Five workshops, around 150 participants and over 1,500 ideas – these are the positive results from Goethe University’s sustainability workshops held during the summer semester 2024. Members of all status groups at the university were invited by President Prof. Enrico Schleiff and the Sustainability Office to attend, and discussed possible steps and measures for the university’s sustainability strategy.
How can we make procurement at Goethe University more sustainable? What sort of incentive schemes at the institutional level would encourage research that enhances sustainability? How can we shape practical learning for sustainability? These and other questions were addressed by participants at the five sustainability workshops on the following areas for action: degree study and teaching, operation, research, transfer and governance. The workshops aimed to flesh out the four strategic goals for sustainability at Goethe University and to identify ideas and measures for achieving them.
President Enrico Schleiff was very pleased with the results from the workshops: “Goethe University is playing an active role in shaping the overall social and ecological transformation. We are researching answers to the questions about our coexistence, sending out impulses and accelerating innovations – both social and technological ones. The sustainability workshops were an impressive demonstration of just how many ideas are generated when we bring our perspectives together.”
The workshops collected numerous impulses for new approaches in all aspects of sustainability at Goethe University, and also identified room for improvement – for example in recognizing student activities that promote sustainability, and in evaluating operational sustainability measures. Overall it became clear that as a complex cross-cutting topic, sustainability demands binding requirements from the university but also requires commitment and action from every single person on campus.
The fact that many people already want to take action on sustainability is also shown by the keen interest in the sustainability workshops. Fabienne Beck, the new Head of the Sustainability Office, sees the events as successful: “We’re delighted that the sustainability workshops were so popular – and that all the status groups were represented at each event. We’ve collected about 1,500 very good suggestions which we can now work with. It’s not going to be a walk in the park, but the commitment of the participants and the positive feedback motivate us and indicate that we’re on the right track.”
Yet the completion of the sustainability workshops does not mean that the participatory elaboration of the sustainability strategy is finished. The next step is that the Sustainability Office collates all the suggestions from the workshops, and together with representatives of the faculties and the central administration it will identify the main ideas and measures and examine their feasibility. Here, too, university members should have the chance to contribute. President Enrico Schleiff stressed, “The perspectives of all status groups here at our university are incredibly important, both for developing an ambitious strategy and for achieving our sustainability goals.”
The Sustainability Office will then work together with relevant bodies and groups to formulate Goethe University’s sustainability strategy, with the aim of publicly approving it by spring 2025.
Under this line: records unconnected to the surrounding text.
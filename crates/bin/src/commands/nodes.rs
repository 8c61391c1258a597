//! Commands on Sections, Panels, Blocks and Waypoints.

use serde_json::{Value, json};
use vitrine::{
    ExhibitStore, ID,
    document::Level,
    mapper::{self, Mapper, MappingError},
    store::Nodes,
};

use super::CommandResult;
use crate::output::{OutputFormat, Row, print_one, print_rows};

/// Runs `$body` with `$nodes` bound to the handle for `$level`.
macro_rules! at_level {
    ($store:expr, $level:expr, $operation:literal, |$nodes:ident| $body:expr) => {
        match $level {
            Level::Section => {
                let $nodes = $store.sections();
                $body
            }
            Level::Panel => {
                let $nodes = $store.panels();
                $body
            }
            Level::Block => {
                let $nodes = $store.blocks();
                $body
            }
            Level::Waypoint => {
                let $nodes = $store.waypoints();
                $body
            }
            Level::Collection => Err(vitrine::Error::from(MappingError::UnsupportedLevel {
                level: Level::Collection,
                operation: $operation.to_string(),
            })
            .into()),
        }
    };
}

pub async fn list(store: &ExhibitStore, level: Level, parent: &ID, format: OutputFormat) -> CommandResult {
    at_level!(store, level, "list by parent", |nodes| list_in(nodes, parent, format).await)
}

pub async fn create(
    store: &ExhibitStore,
    level: Level,
    parent: &ID,
    input: Value,
    format: OutputFormat,
) -> CommandResult {
    at_level!(store, level, "create under a parent", |nodes| {
        create_in(nodes, parent, input, format).await
    })
}

pub async fn update(
    store: &ExhibitStore,
    level: Level,
    id: &ID,
    input: Value,
    format: OutputFormat,
) -> CommandResult {
    at_level!(store, level, "update", |nodes| update_in(nodes, id, input, format).await)
}

pub async fn delete(store: &ExhibitStore, level: Level, id: &ID, format: OutputFormat) -> CommandResult {
    at_level!(store, level, "delete", |nodes| {
        nodes.delete(id).await?;
        deleted(level, id, format)
    })
}

pub async fn reorder(
    store: &ExhibitStore,
    level: Level,
    parent: &ID,
    ids: &[ID],
    format: OutputFormat,
) -> CommandResult {
    at_level!(store, level, "reorder", |nodes| {
        let views = nodes.reorder(parent, ids).await?;
        print_rows(&views, format, "")
    })
}

async fn list_in<N>(nodes: Nodes<'_, N>, parent: &ID, format: OutputFormat) -> CommandResult
where
    N: Mapper,
    N::View: Row,
{
    let views = nodes.list(parent).await?;
    print_rows(&views, format, &format!("No {}s under {parent}", N::LEVEL))
}

async fn create_in<N>(nodes: Nodes<'_, N>, parent: &ID, input: Value, format: OutputFormat) -> CommandResult
where
    N: Mapper,
    N::View: Row,
{
    let input: N::New = mapper::parse_input(N::LEVEL, input)?;
    let view = nodes.create(parent, input).await?;
    print_one(&view, format)
}

async fn update_in<N>(nodes: Nodes<'_, N>, id: &ID, input: Value, format: OutputFormat) -> CommandResult
where
    N: Mapper,
    N::View: Row,
{
    let patch: N::Patch = mapper::parse_input(N::LEVEL, input)?;
    let view = nodes.update(id, patch).await?;
    print_one(&view, format)
}

/// Confirms a deletion in the selected format.
pub fn deleted(level: Level, id: &ID, format: OutputFormat) -> CommandResult {
    match format {
        OutputFormat::Human => println!("Deleted {level} {id}"),
        OutputFormat::Json => println!("{}", json!({ "deleted": id, "level": level })),
    }
    Ok(())
}
//! Storage representation of exhibit trees.
//!
//! A Collection is persisted as a single [`RootDoc`] with every Section,
//! Panel, Block and Waypoint embedded inside it. The structs in this module
//! mirror the persisted field names exactly (camelCase, no parent
//! references); the [`crate::mapper`] module translates them into the view
//! models exposed to callers.
//!
//! Child arrays are `Option`s: `None` means the array was not materialized at
//! the [`Depth`] the document was fetched with, which is different from an
//! empty list.

use std::{fmt, str::FromStr};

use serde::{Deserialize, Serialize};
use serde_json::{Map, Value};

use crate::ID;

mod nodes;
mod path;

pub use nodes::{Location, Node, StoredBlock, StoredPanel, StoredSection, StoredWaypoint};
pub use path::{NodePath, ParentPath};

/// The levels of the exhibit hierarchy.
#[derive(Debug, Clone, Copy, PartialEq, Eq, Hash, Serialize, Deserialize)]
#[serde(rename_all = "snake_case")]
pub enum Level {
    Collection,
    Section,
    Panel,
    Block,
    Waypoint,
}

impl Level {
    /// The shallowest fetch depth at which nodes of this level are materialized.
    pub fn depth(self) -> Depth {
        match self {
            Level::Collection => Depth::ROOT,
            Level::Section | Level::Waypoint => Depth::SECTIONS,
            Level::Panel => Depth::PANELS,
            Level::Block => Depth::FULL,
        }
    }

    /// The level of this level's parent, `None` for Collections.
    pub fn parent(self) -> Option<Level> {
        match self {
            Level::Collection => None,
            Level::Section | Level::Waypoint => Some(Level::Collection),
            Level::Panel => Some(Level::Section),
            Level::Block => Some(Level::Panel),
        }
    }

    /// The levels whose lists a node of this level owns.
    pub fn children(self) -> &'static [Level] {
        match self {
            Level::Collection => &[Level::Section, Level::Waypoint],
            Level::Section => &[Level::Panel],
            Level::Panel => &[Level::Block],
            Level::Block | Level::Waypoint => &[],
        }
    }

    pub fn as_str(self) -> &'static str {
        match self {
            Level::Collection => "collection",
            Level::Section => "section",
            Level::Panel => "panel",
            Level::Block => "block",
            Level::Waypoint => "waypoint",
        }
    }
}

impl fmt::Display for Level {
    fn fmt(&self, f: &mut fmt::Formatter<'_>) -> fmt::Result {
        f.write_str(self.as_str())
    }
}

impl FromStr for Level {
    type Err = String;

    fn from_str(s: &str) -> Result<Self, Self::Err> {
        match s.to_ascii_lowercase().as_str() {
            "collection" | "collections" => Ok(Level::Collection),
            "section" | "sections" => Ok(Level::Section),
            "panel" | "panels" => Ok(Level::Panel),
            "block" | "blocks" => Ok(Level::Block),
            "waypoint" | "waypoints" | "stop" | "stops" => Ok(Level::Waypoint),
            other => Err(format!("unknown level '{other}'")),
        }
    }
}

/// How many nesting levels of a root document a fetch materializes.
///
/// `0` returns root scalars only, `1` adds Section scalars and Waypoints, `2`
/// adds Panels and `3` is the full tree down to Blocks.
#[derive(Debug, Clone, Copy, PartialEq, Eq, PartialOrd, Ord, Hash, Serialize, Deserialize)]
pub struct Depth(u8);

impl Depth {
    pub const ROOT: Depth = Depth(0);
    pub const SECTIONS: Depth = Depth(1);
    pub const PANELS: Depth = Depth(2);
    pub const FULL: Depth = Depth(3);

    /// Creates a depth, clamping anything deeper than the tree to [`Depth::FULL`].
    pub fn new(depth: u8) -> Self {
        Depth(depth.min(Self::FULL.0))
    }

    pub fn value(self) -> u8 {
        self.0
    }

    /// Returns true if nodes of `level` are materialized at this depth.
    pub fn includes(self, level: Level) -> bool {
        self >= level.depth()
    }
}

impl fmt::Display for Depth {
    fn fmt(&self, f: &mut fmt::Formatter<'_>) -> fmt::Result {
        write!(f, "{}", self.0)
    }
}

/// The top-level array of a root document that holds a node's subtree.
#[derive(Debug, Clone, Copy, PartialEq, Eq, Hash)]
pub enum RootField {
    Sections,
    Waypoints,
}

impl RootField {
    /// Depth a root must be read at before this field can be written back
    /// without dropping nested data.
    pub fn write_depth(self) -> Depth {
        match self {
            RootField::Sections => Depth::FULL,
            RootField::Waypoints => Depth::SECTIONS,
        }
    }
}

/// A Collection as persisted: the only unit of storage.
#[derive(Debug, Clone, PartialEq, Serialize, Deserialize)]
#[serde(rename_all = "camelCase")]
pub struct RootDoc {
    pub id: ID,
    pub name: String,
    #[serde(default, skip_serializing_if = "Option::is_none")]
    pub description: Option<String>,
    #[serde(default)]
    pub created_at: u64,
    #[serde(default)]
    pub updated_at: u64,
    /// Incremented by the backend on every successful write.
    #[serde(default)]
    pub revision: u64,
    #[serde(default, skip_serializing_if = "Option::is_none")]
    pub sections: Option<Vec<StoredSection>>,
    #[serde(default, skip_serializing_if = "Option::is_none")]
    pub waypoints: Option<Vec<StoredWaypoint>>,
    #[serde(flatten)]
    pub extra: Map<String, Value>,
}

impl RootDoc {
    /// Creates an empty Collection document with materialized child lists.
    pub fn new(id: ID, name: impl Into<String>, now_millis: u64) -> Self {
        Self {
            id,
            name: name.into(),
            description: None,
            created_at: now_millis,
            updated_at: now_millis,
            revision: 0,
            sections: Some(Vec::new()),
            waypoints: Some(Vec::new()),
            extra: Map::new(),
        }
    }

    /// Returns a copy of this document materialized only down to `depth`.
    pub fn truncated(&self, depth: Depth) -> RootDoc {
        let mut doc = self.clone();
        if depth < Depth::SECTIONS {
            doc.sections = None;
            doc.waypoints = None;
            return doc;
        }
        for section in doc.sections.iter_mut().flatten() {
            if depth < Depth::PANELS {
                section.panels = None;
                continue;
            }
            if depth < Depth::FULL {
                for panel in section.panels.iter_mut().flatten() {
                    panel.blocks = None;
                }
            }
        }
        doc
    }

    /// Every materialized node in the tree with its level, in document order.
    pub fn node_ids(&self) -> Vec<(ID, Level)> {
        let mut ids = Vec::new();
        for section in self.sections.iter().flatten() {
            ids.push((section.id.clone(), Level::Section));
            for panel in section.panels.iter().flatten() {
                ids.push((panel.id.clone(), Level::Panel));
                for block in panel.blocks.iter().flatten() {
                    ids.push((block.id.clone(), Level::Block));
                }
            }
        }
        for waypoint in self.waypoints.iter().flatten() {
            ids.push((waypoint.id.clone(), Level::Waypoint));
        }
        ids
    }
}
Strategic goals for sustainability
Based on Goethe University’s understanding of sustainability, strategic sustainability goals have been defined for the areas of research, degree study and teaching, transfer, operation and governance, in cooperation with the responsible members of the Executive Board and the departments. On April 22, 2024, these strategic goals were presented at the kick-off event on the sustainability strategy.
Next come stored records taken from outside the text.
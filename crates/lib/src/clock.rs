//! Time source for document timestamps.
//!
//! Backends stamp `createdAt` / `updatedAt` on root documents through a
//! [`Clock`] so that tests can pin time with [`FixedClock`].
//!
//! ```
//! use vitrine::{Clock, SystemClock};
//!
//! let millis = SystemClock.now_millis();
//! assert!(millis > 0);
//! ```

use std::fmt::Debug;
use std::time::{SystemTime, UNIX_EPOCH};

#[cfg(any(test, feature = "testing"))]
use std::sync::Mutex;

/// A provider of the current time.
pub trait Clock: Send + Sync + Debug {
    /// Returns the current time as milliseconds since Unix epoch.
    fn now_millis(&self) -> u64;

    /// Returns the current time as an RFC3339-formatted string.
    fn now_rfc3339(&self) -> String {
        format_millis(self.now_millis())
    }
}

/// Formats a millisecond timestamp as RFC3339, as shown in CLI output.
pub fn format_millis(millis: u64) -> String {
    chrono::DateTime::from_timestamp_millis(millis as i64)
        .map(|dt| dt.to_rfc3339())
        .unwrap_or_else(|| "1970-01-01T00:00:00+00:00".to_string())
}

/// Production clock backed by [`std::time::SystemTime`].
#[derive(Debug, Clone, Copy, Default)]
pub struct SystemClock;

impl Clock for SystemClock {
    fn now_millis(&self) -> u64 {
        SystemTime::now()
            .duration_since(UNIX_EPOCH)
            .map(|d| d.as_millis() as u64)
            .unwrap_or(0)
    }
}

/// Test clock that advances by one millisecond per reading.
///
/// Every call to `now_millis()` returns a strictly larger value, so
/// `updatedAt` changes on each write even inside a tight test loop.
///
/// ```
/// use vitrine::{Clock, FixedClock};
///
/// let clock = FixedClock::new(1000);
/// assert_eq!(clock.now_millis(), 1000);
/// assert_eq!(clock.now_millis(), 1001);
/// ```
#[cfg(any(test, feature = "testing"))]
#[derive(Debug)]
pub struct FixedClock {
    millis: Mutex<u64>,
}

#[cfg(any(test, feature = "testing"))]
impl FixedClock {
    /// Create a clock starting at the given time in milliseconds.
    pub fn new(millis: u64) -> Self {
        Self {
            millis: Mutex::new(millis),
        }
    }

    /// Advance the clock by the given number of milliseconds.
    pub fn advance(&self, ms: u64) {
        *self.millis.lock().unwrap() += ms;
    }

    /// Get the current time without advancing.
    pub fn get(&self) -> u64 {
        *self.millis.lock().unwrap()
    }
}

#[cfg(any(test, feature = "testing"))]
impl Clock for FixedClock {
    fn now_millis(&self) -> u64 {
        let mut millis = self.millis.lock().unwrap();
        let t = *millis;
        *millis += 1;
        t
    }
}

#[cfg(any(test, feature = "testing"))]
impl Default for FixedClock {
    fn default() -> Self {
        // 2024-01-01 00:00:00 UTC
        Self::new(1704067200000)
    }
}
Strategic goal 1: Goethe University applies research and transfer to actively shape the overall social and ecological transformation.
Strategic goal 2: Goethe University enables its students to acquire education for sustainable development, thus educating them to be sustainability multipliers in research and practice.
Strategic goal 3: Goethe University’s campus is designed to be social and ecological while being climate-friendly and offering equal opportunities, and Goethe University will be climate-neutral by 2038 in line with the goals of the Paris Agreement on climate change.
Strategic goal 4: Goethe University practices a “culture of sustainability” and has mainstreamed sustainability in its structure and strategy.